◆ Problem description ◆
In the entries that follow, the first line to write out is the one containing "pub static DOWNLOAD_FOLDER: Lazy<String>", and the last is the one containing "pub const FALLBACK_URL: &str". Reproduce that stretch exactly, with nothing before or after it.

◆ Data ◆
*-*-*

use once_cell::sync::Lazy;
use std::env;
use std::path::PathBuf;
use std::time::Duration;

/// Configuration constants for the adapter

/// Cached yt-dlp binary path
/// Read once at startup from YTDL_BIN environment variable or defaults to "yt-dlp"
pub static YTDL_BIN: Lazy<String> = Lazy::new(|| {
    env::var("YTDL_BIN").unwrap_or_else(|_| "yt-dlp".to_string())
});

/// Download folder path
/// Read from DOWNLOAD_FOLDER environment variable, defaults to "downloads"
/// (relative to the working directory). Supports tilde (~) expansion.
pub static DOWNLOAD_FOLDER: Lazy<String> = Lazy::new(|| {
    env::var("DOWNLOAD_FOLDER").unwrap_or_else(|_| "downloads".to_string())
});

/// Explicit download-proxy base URL
/// When TUBEFETCH_API_URL is set, remote address discovery is skipped entirely
/// and this value is used as-is.
pub static API_URL_OVERRIDE: Lazy<Option<String>> = Lazy::new(|| {
    env::var("TUBEFETCH_API_URL").ok().filter(|v| !v.is_empty())
});

/// Search-service base URL
/// Read from SEARCH_API_URL; defaults to the proxy fallback host, which also
/// serves the search endpoint.
pub static SEARCH_API_URL: Lazy<String> = Lazy::new(|| {
    env::var("SEARCH_API_URL").unwrap_or_else(|_| api::FALLBACK_URL.to_string())
});

/// Resolved download folder with tilde expansion applied
pub fn download_folder() -> PathBuf {
    PathBuf::from(shellexpand::tilde(&*DOWNLOAD_FOLDER).into_owned())
}

/// Download-proxy configuration
pub mod api {
    use super::Duration;

    /// Plaintext paste holding the current proxy base URL
    pub const ENDPOINT_SOURCE_URL: &str = "https://pastebin.com/raw/rLsBhAQa";

    /// Hardcoded proxy address used when discovery fails
    pub const FALLBACK_URL: &str = "https://shrutibots.site";

    /// Timeout for the address discovery request (in seconds)
    pub const DISCOVERY_TIMEOUT_SECS: u64 = 10;

    /// Timeout for the download-token request (in seconds)
    pub const TOKEN_TIMEOUT_SECS: u64 = 60;

    /// Timeout for streaming an audio file (in seconds)
    pub const AUDIO_STREAM_TIMEOUT_SECS: u64 = 300;

    /// Timeout for streaming a video file (in seconds)
    pub const VIDEO_STREAM_TIMEOUT_SECS: u64 = 600;

    /// Discovery timeout duration
    pub fn discovery_timeout() -> Duration {
        Duration::from_secs(DISCOVERY_TIMEOUT_SECS)
    }

    /// Token request timeout duration
    pub fn token_timeout() -> Duration {
        Duration::from_secs(TOKEN_TIMEOUT_SECS)
    }
}

/// yt-dlp subprocess configuration
pub mod download {
    use super::Duration;

    /// Timeout for yt-dlp commands (in seconds)
    pub const YTDLP_TIMEOUT_SECS: u64 = 120; // 2 minutes

    /// yt-dlp command timeout duration
    pub fn ytdlp_timeout() -> Duration {
        Duration::from_secs(YTDLP_TIMEOUT_SECS)
    }
}

/// Search-service configuration
pub mod search {
    /// Number of results requested for disambiguation (slider) queries
    pub const SLIDER_RESULT_LIMIT: usize = 10;
}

*-*-*

◆ Written answer ◆
pub static DOWNLOAD_FOLDER: Lazy<String> = Lazy::new(|| {
    env::var("DOWNLOAD_FOLDER").unwrap_or_else(|_| "downloads".to_string())
});

/// Explicit download-proxy base URL
/// When TUBEFETCH_API_URL is set, remote address discovery is skipped entirely
/// and this value is used as-is.
pub static API_URL_OVERRIDE: Lazy<Option<String>> = Lazy::new(|| {
    env::var("TUBEFETCH_API_URL").ok().filter(|v| !v.is_empty())
});

/// Search-service base URL
/// Read from SEARCH_API_URL; defaults to the proxy fallback host, which also
/// serves the search endpoint.
pub static SEARCH_API_URL: Lazy<String> = Lazy::new(|| {
    env::var("SEARCH_API_URL").unwrap_or_else(|_| api::FALLBACK_URL.to_string())
});

/// Resolved download folder with tilde expansion applied
pub fn download_folder() -> PathBuf {
    PathBuf::from(shellexpand::tilde(&*DOWNLOAD_FOLDER).into_owned())
}

/// Download-proxy configuration
pub mod api {
    use super::Duration;

    /// Plaintext paste holding the current proxy base URL
    pub const ENDPOINT_SOURCE_URL: &str = "https://pastebin.com/raw/rLsBhAQa";

    /// Hardcoded proxy address used when discovery fails
    pub const FALLBACK_URL: &str = "https://shrutibots.site";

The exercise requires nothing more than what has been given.